Stored entries
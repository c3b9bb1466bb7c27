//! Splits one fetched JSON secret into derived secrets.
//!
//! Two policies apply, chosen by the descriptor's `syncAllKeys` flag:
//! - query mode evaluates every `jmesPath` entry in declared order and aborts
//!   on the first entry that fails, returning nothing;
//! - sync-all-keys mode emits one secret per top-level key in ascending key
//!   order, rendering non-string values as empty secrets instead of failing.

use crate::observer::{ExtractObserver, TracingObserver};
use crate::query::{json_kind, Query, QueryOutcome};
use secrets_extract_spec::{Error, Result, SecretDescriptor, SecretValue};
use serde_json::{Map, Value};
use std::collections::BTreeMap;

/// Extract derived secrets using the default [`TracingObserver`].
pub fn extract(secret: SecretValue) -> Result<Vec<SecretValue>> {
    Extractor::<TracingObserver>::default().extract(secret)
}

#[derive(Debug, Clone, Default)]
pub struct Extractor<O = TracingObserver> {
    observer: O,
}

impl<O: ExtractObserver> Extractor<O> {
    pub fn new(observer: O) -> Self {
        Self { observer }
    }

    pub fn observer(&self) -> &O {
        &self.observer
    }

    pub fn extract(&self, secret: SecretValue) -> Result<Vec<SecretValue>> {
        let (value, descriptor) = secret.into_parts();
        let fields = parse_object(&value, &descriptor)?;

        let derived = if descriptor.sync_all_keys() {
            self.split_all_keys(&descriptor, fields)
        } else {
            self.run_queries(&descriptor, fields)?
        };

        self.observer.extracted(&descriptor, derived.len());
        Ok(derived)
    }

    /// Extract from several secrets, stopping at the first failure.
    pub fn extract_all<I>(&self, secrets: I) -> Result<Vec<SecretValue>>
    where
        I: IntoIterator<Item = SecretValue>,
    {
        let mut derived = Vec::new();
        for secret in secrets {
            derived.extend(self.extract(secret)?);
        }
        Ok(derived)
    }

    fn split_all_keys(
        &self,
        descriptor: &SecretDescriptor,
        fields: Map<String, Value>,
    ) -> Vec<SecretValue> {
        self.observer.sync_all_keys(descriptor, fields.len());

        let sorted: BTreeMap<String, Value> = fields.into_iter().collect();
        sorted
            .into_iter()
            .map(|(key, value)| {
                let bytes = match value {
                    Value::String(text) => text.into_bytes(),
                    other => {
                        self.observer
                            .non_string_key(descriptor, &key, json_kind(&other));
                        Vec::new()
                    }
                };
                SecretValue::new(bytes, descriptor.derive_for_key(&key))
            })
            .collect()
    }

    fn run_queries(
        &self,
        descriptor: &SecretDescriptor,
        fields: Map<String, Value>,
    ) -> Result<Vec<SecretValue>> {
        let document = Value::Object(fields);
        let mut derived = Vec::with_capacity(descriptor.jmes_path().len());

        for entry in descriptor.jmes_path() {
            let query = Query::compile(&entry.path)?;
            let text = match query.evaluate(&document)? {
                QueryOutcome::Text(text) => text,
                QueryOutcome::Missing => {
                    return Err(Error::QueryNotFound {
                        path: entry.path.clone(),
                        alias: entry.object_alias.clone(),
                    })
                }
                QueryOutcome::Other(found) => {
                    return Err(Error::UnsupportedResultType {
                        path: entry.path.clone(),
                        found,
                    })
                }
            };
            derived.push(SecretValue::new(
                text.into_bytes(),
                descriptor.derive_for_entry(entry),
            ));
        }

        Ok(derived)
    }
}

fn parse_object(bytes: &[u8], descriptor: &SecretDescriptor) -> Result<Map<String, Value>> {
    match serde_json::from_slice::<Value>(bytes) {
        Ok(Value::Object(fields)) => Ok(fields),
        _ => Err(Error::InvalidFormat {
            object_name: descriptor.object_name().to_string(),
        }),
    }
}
---
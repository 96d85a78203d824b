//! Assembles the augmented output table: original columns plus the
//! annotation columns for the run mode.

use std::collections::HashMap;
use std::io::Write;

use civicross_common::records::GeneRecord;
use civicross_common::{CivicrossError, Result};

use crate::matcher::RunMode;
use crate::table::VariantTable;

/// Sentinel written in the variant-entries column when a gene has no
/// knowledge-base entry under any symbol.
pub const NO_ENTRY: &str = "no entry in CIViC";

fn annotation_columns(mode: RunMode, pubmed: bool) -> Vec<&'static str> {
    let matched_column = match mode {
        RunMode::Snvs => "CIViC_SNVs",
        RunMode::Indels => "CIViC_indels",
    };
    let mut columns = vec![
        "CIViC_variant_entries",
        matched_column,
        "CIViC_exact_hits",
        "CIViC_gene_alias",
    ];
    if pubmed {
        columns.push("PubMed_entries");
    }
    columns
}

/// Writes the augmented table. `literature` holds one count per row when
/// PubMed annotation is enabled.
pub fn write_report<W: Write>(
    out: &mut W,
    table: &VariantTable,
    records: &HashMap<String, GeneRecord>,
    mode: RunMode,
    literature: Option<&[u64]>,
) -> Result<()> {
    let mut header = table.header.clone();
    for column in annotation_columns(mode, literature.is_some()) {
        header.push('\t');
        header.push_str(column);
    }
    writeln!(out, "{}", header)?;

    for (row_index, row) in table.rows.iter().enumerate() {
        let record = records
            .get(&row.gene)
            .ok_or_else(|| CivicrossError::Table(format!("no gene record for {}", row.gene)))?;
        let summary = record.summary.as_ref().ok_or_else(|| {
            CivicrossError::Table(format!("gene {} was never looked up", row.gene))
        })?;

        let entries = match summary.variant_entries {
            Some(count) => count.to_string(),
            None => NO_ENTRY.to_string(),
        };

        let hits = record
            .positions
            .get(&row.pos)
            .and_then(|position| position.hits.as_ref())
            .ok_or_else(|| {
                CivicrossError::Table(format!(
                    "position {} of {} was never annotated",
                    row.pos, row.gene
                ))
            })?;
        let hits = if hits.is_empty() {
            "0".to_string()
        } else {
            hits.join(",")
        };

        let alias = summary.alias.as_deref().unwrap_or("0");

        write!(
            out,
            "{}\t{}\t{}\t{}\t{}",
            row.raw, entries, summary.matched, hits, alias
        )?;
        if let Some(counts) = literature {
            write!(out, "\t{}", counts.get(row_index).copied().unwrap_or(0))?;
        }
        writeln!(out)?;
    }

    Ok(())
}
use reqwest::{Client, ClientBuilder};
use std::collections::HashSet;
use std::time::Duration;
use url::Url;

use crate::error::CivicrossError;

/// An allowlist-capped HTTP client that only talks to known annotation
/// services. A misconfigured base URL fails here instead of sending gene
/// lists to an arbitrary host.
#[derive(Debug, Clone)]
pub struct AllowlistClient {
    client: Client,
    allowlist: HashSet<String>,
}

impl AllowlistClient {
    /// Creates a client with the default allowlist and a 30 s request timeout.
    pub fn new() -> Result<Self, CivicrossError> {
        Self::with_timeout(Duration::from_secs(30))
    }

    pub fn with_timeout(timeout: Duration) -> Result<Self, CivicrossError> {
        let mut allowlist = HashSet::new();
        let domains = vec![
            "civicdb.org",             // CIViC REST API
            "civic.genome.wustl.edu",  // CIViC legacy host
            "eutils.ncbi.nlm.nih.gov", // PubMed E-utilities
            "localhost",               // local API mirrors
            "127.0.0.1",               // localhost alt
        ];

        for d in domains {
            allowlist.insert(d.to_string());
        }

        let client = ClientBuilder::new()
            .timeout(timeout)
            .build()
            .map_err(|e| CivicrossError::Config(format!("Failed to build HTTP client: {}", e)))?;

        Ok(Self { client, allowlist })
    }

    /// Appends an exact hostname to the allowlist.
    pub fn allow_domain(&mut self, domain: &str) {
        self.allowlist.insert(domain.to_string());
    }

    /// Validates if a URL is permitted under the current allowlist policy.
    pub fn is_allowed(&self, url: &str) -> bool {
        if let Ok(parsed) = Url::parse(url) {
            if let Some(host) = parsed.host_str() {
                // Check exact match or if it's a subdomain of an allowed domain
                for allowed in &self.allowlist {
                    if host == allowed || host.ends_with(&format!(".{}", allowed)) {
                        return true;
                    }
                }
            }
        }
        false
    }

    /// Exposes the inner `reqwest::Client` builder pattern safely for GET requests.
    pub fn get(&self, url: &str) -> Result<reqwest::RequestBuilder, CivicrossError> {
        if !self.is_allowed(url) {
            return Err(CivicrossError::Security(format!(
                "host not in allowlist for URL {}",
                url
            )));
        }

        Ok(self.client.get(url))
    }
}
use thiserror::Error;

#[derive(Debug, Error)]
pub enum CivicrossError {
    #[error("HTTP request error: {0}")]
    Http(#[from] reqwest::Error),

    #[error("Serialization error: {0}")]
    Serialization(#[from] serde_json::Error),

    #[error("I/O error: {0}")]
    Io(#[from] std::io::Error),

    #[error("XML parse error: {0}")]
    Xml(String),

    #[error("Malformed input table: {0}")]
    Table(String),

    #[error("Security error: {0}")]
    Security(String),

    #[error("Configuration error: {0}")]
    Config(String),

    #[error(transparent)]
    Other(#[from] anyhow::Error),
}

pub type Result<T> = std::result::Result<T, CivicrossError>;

**WHAT TO WORK ON:** Look above for the line with "repository c3b9bb1466bb7c27" and the line with "let (value, descriptor)", and reproduce exactly those two lines plus every line between, nothing more.

**RESPONSE BOX:**
repository c3b9bb1466bb7c27
//! Splits one fetched JSON secret into derived secrets.
//!
//! Two policies apply, chosen by the descriptor's `syncAllKeys` flag:
//! - query mode evaluates every `jmesPath` entry in declared order and aborts
//!   on the first entry that fails, returning nothing;
//! - sync-all-keys mode emits one secret per top-level key in ascending key
//!   order, rendering non-string values as empty secrets instead of failing.

use crate::observer::{ExtractObserver, TracingObserver};
use crate::query::{json_kind, Query, QueryOutcome};
use secrets_extract_spec::{Error, Result, SecretDescriptor, SecretValue};
use serde_json::{Map, Value};
use std::collections::BTreeMap;

/// Extract derived secrets using the default [`TracingObserver`].
pub fn extract(secret: SecretValue) -> Result<Vec<SecretValue>> {
    Extractor::<TracingObserver>::default().extract(secret)
}

#[derive(Debug, Clone, Default)]
pub struct Extractor<O = TracingObserver> {
    observer: O,
}

impl<O: ExtractObserver> Extractor<O> {
    pub fn new(observer: O) -> Self {
        Self { observer }
    }

    pub fn observer(&self) -> &O {
        &self.observer
    }

    pub fn extract(&self, secret: SecretValue) -> Result<Vec<SecretValue>> {
        let (value, descriptor) = secret.into_parts();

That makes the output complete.